Rick Lupton edited this page Mar 26, 2018 · 3 revisions

We need to define a data format for floWeaver that can represent flow data of many kinds. It should not be specific to a particular domain: it should fit as well with describing flows of steel through a steelworks as with the relationship between agricultural land grades and their output.

  • e!Sankey
  • SankeyMatic
  • Circular Sankey
  • d3-sankey format
  • d3-sankey-diagram format
  • Unpublished "Captain Sankey" format
  • ...?

Existing Sankey diagram formats: without layout

These tools calculate the positions of nodes automatically, so their input data includes only the logical connections.

SankeyMatic

SankeyMatic is an online tool for drawing Sankey diagrams based the d3 Sankey library. It uses a simple text-based format that can be easily generated in Excel by combining columns:

A [8] C
B [4] C

Colours and opacity can be customised, for example to set individual flow colours and opacity:

A [8] C #DD0000.9
B [4] C #00CC00.4
D [4] C

and to set node colours, and optionally the colour of adjoining flows:

:C #990099 >>
A [8] C
B [4] C
C [6] D
C [6] E

d3-sankey format

d3-sankey is the original d3 Sankey diagram plugin. It expects data in JSON format with a list of nodes and a list of links.
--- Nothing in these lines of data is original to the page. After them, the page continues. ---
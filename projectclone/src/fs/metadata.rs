//! File metadata captured for snapshot manifests.

use std::fs;
use std::path::Path;
use std::time::SystemTime;

/// Metadata recorded for every file in a snapshot.
#[derive(Debug, Clone, Copy, PartialEq)]
pub struct FileMetadata {
    /// File size in bytes
    pub size: u64,

    /// Last modified time (fractional seconds since Unix epoch)
    pub mtime: f64,

    /// Full `st_mode` (type and permission bits); 0 where unavailable
    pub mode: u32,
}

impl FileMetadata {
    /// Extract metadata from a file path, following symlinks.
    pub fn from_path(path: &Path) -> std::io::Result<Self> {
        let metadata = fs::metadata(path)?;

        let mtime = metadata
            .modified()?
            .duration_since(SystemTime::UNIX_EPOCH)
            .map(|d| d.as_secs_f64())
            .unwrap_or_default();

        #[cfg(unix)]
        let mode = {
            use std::os::unix::fs::MetadataExt;
            metadata.mode()
        };

        #[cfg(not(unix))]
        let mode = 0;

        Ok(Self {
            size: metadata.len(),
            mtime,
            mode,
        })
    }
}
//! Rename-or-copy commit.
//!
//! After [`atomic_move`] returns `Ok`, `dst` holds the complete content and
//! `src` is gone. On error `src` is untouched and nothing exists at `dst`.
//! The cross-device fallback copies into a hidden sibling of `dst` and
//! renames that into place, so a partial `dst` is never observable. With a
//! registry the staging copy is registered while it exists, and a source
//! the fallback could not remove is left for [`CleanupRegistry::release`]
//! to keep registered.

use crate::fs::permissions::clear_dangerous_bits;
use crate::lifecycle::CleanupRegistry;
use crate::utils::naming::temp_sibling;
use crate::{Result, VaultError};
use filetime::FileTime;
use std::fs;
use std::io;
use std::path::Path;
use tracing::{debug, warn};

/// The rename step of a commit. Tests substitute failing implementations.
pub trait Renamer {
    fn rename(&self, from: &Path, to: &Path) -> io::Result<()>;
}

/// `std::fs::rename`
#[derive(Debug, Clone, Copy, Default)]
pub struct StdRenamer;

impl Renamer for StdRenamer {
    fn rename(&self, from: &Path, to: &Path) -> io::Result<()> {
        fs::rename(from, to)
    }
}

pub fn atomic_move(src: &Path, dst: &Path) -> Result<()> {
    atomic_move_with(&StdRenamer, src, dst, None)
}

/// [`atomic_move`] that tracks its staging copy in `registry`.
pub fn atomic_move_tracked(src: &Path, dst: &Path, registry: &CleanupRegistry) -> Result<()> {
    atomic_move_with(&StdRenamer, src, dst, Some(registry))
}

pub fn atomic_move_with(
    renamer: &dyn Renamer,
    src: &Path,
    dst: &Path,
    registry: Option<&CleanupRegistry>,
) -> Result<()> {
    match renamer.rename(src, dst) {
        Ok(()) => {
            debug!(from = %src.display(), to = %dst.display(), "Renamed into place");
            Ok(())
        }
        Err(e) if is_cross_device(&e) => {
            debug!(from = %src.display(), to = %dst.display(), "Cross-device rename, falling back to copy");
            copy_then_remove(src, dst, registry)
        }
        Err(e) => Err(VaultError::commit(dst, e)),
    }
}

fn copy_then_remove(src: &Path, dst: &Path, registry: Option<&CleanupRegistry>) -> Result<()> {
    let parent = dst.parent().unwrap_or_else(|| Path::new("."));
    let name = dst
        .file_name()
        .map(|n| n.to_string_lossy().to_string())
        .unwrap_or_else(|| "commit".to_string());
    let staging = temp_sibling(parent, &name);
    if let Some(registry) = registry {
        let is_dir = fs::symlink_metadata(src).map_err(|e| VaultError::commit(dst, e))?.is_dir();
        if is_dir {
            registry.register_dir(&staging);
        } else {
            registry.register_file(&staging);
        }
    }

    let staged = copy_recursive(src, &staging).and_then(|_| fs::rename(&staging, dst));
    if let Err(e) = staged {
        match registry {
            Some(registry) => registry.discard(&staging),
            None => remove_any(&staging),
        }
        return Err(VaultError::commit(dst, e));
    }
    if let Some(registry) = registry {
        registry.unregister(&staging);
    }

    if let Err(e) = remove_path(src) {
        warn!(path = %src.display(), error = %e, "Committed copy but could not remove source");
    }

    Ok(())
}

/// Copy `src` to `dst` recursively. Symlinks are recreated, file modes and
/// modification times are kept, dangerous bits are cleared on the copy.
pub fn copy_recursive(src: &Path, dst: &Path) -> io::Result<()> {
    let metadata = fs::symlink_metadata(src)?;
    let file_type = metadata.file_type();

    if file_type.is_symlink() {
        let target = fs::read_link(src)?;
        create_symlink(&target, dst)?;
    } else if file_type.is_dir() {
        fs::create_dir(dst)?;
        for entry in fs::read_dir(src)? {
            let entry = entry?;
            copy_recursive(&entry.path(), &dst.join(entry.file_name()))?;
        }
        fs::set_permissions(dst, metadata.permissions())?;
    } else {
        copy_file_preserving(src, dst)?;
    }

    Ok(())
}

/// `fs::copy` plus the source's modification time, with dangerous bits
/// stripped from the result. Returns the number of bytes copied.
pub fn copy_file_preserving(src: &Path, dst: &Path) -> io::Result<u64> {
    let bytes = fs::copy(src, dst)?;
    let metadata = fs::metadata(src)?;
    filetime::set_file_mtime(dst, FileTime::from_last_modification_time(&metadata))?;
    clear_dangerous_bits(dst)?;
    Ok(bytes)
}

pub(crate) fn remove_path(path: &Path) -> io::Result<()> {
    let metadata = fs::symlink_metadata(path)?;
    if metadata.is_dir() {
        fs::remove_dir_all(path)
    } else {
        fs::remove_file(path)
    }
}

fn remove_any(path: &Path) {
    match remove_path(path) {
        Ok(()) => {}
        Err(e) if e.kind() == io::ErrorKind::NotFound => {}
        Err(e) => warn!(path = %path.display(), error = %e, "Failed to remove staging copy"),
    }
}

#[cfg(unix)]
fn is_cross_device(err: &io::Error) -> bool {
    err.raw_os_error() == Some(nix::errno::Errno::EXDEV as i32)
}

#[cfg(not(unix))]
fn is_cross_device(err: &io::Error) -> bool {
    // ERROR_NOT_SAME_DEVICE
    err.raw_os_error() == Some(17)
}

#[cfg(unix)]
fn create_symlink(target: &Path, link: &Path) -> io::Result<()> {
    std::os::unix::fs::symlink(target, link)
}

#[cfg(not(unix))]
fn create_symlink(target: &Path, link: &Path) -> io::Result<()> {
    std::os::windows::fs::symlink_file(target, link)
}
The nodes must be objects but they have no required properties -- the user can choose whether to identify them by their numeric index, an id, or another property.

The links must be objects with the properties:

  • link.source - the link's source node
  • link.target - the link's target node
  • link.value - the link's numeric value

The Sankey plugin assigns these properties:

  • node.sourceLinks - the array of outgoing links which have this node as their source
  • node.targetLinks - the array of incoming links which have this node as their target
  • node.value - the node’s value; the sum of link.value for the node’s incoming links
  • node.index - the node’s zero-based index within the array of nodes
  • node.depth - the node’s zero-based graph depth, derived from the graph topology
  • node.height - the node’s zero-based graph height, derived from the graph topology
  • node.x0 - the node’s minimum horizontal position, derived from node.depth
  • node.x1 - the node’s maximum horizontal position (node.x0 + sankey.nodeWidth)
  • node.y0 - the node’s minimum vertical position
  • node.y1 - the node’s maximum vertical position (node.y1 - node.y0 is proportional to node.value)
  • link.y0 - the link’s vertical starting position (at source node)
  • link.y1 - the link’s vertical end position (at target node)
  • link.width - the link’s width (proportional to link.value)
  • link.index - the zero-based index of link within the array of links

d3-sankey-diagram format

d3-sankey-diagram is another d3-based Sankey diagram plugin that is used by default within floWeaver. It adds some extra features over the original d3-sankey plugin that make its data model a bit more complicated:

  • Link types: you can have multiple types of link between the same two nodes, so each link has a type property
  • Node directions: to handle loops, nodes have a direction property. Currently only "left" and "right" are handled, but in principle this could be extended to include other directions.
  • Ports: in simple Sankey diagrams, links enter the left side of nodes in one block, and leave the right side in one block. But sometimes you want more control, such as to group links by type (see example) or to expand detail. This is done by optionally replacing the link source and target with (source, sourcePort) and (target, targetPort) pairs: all links entering/leaving the same port are grouped together.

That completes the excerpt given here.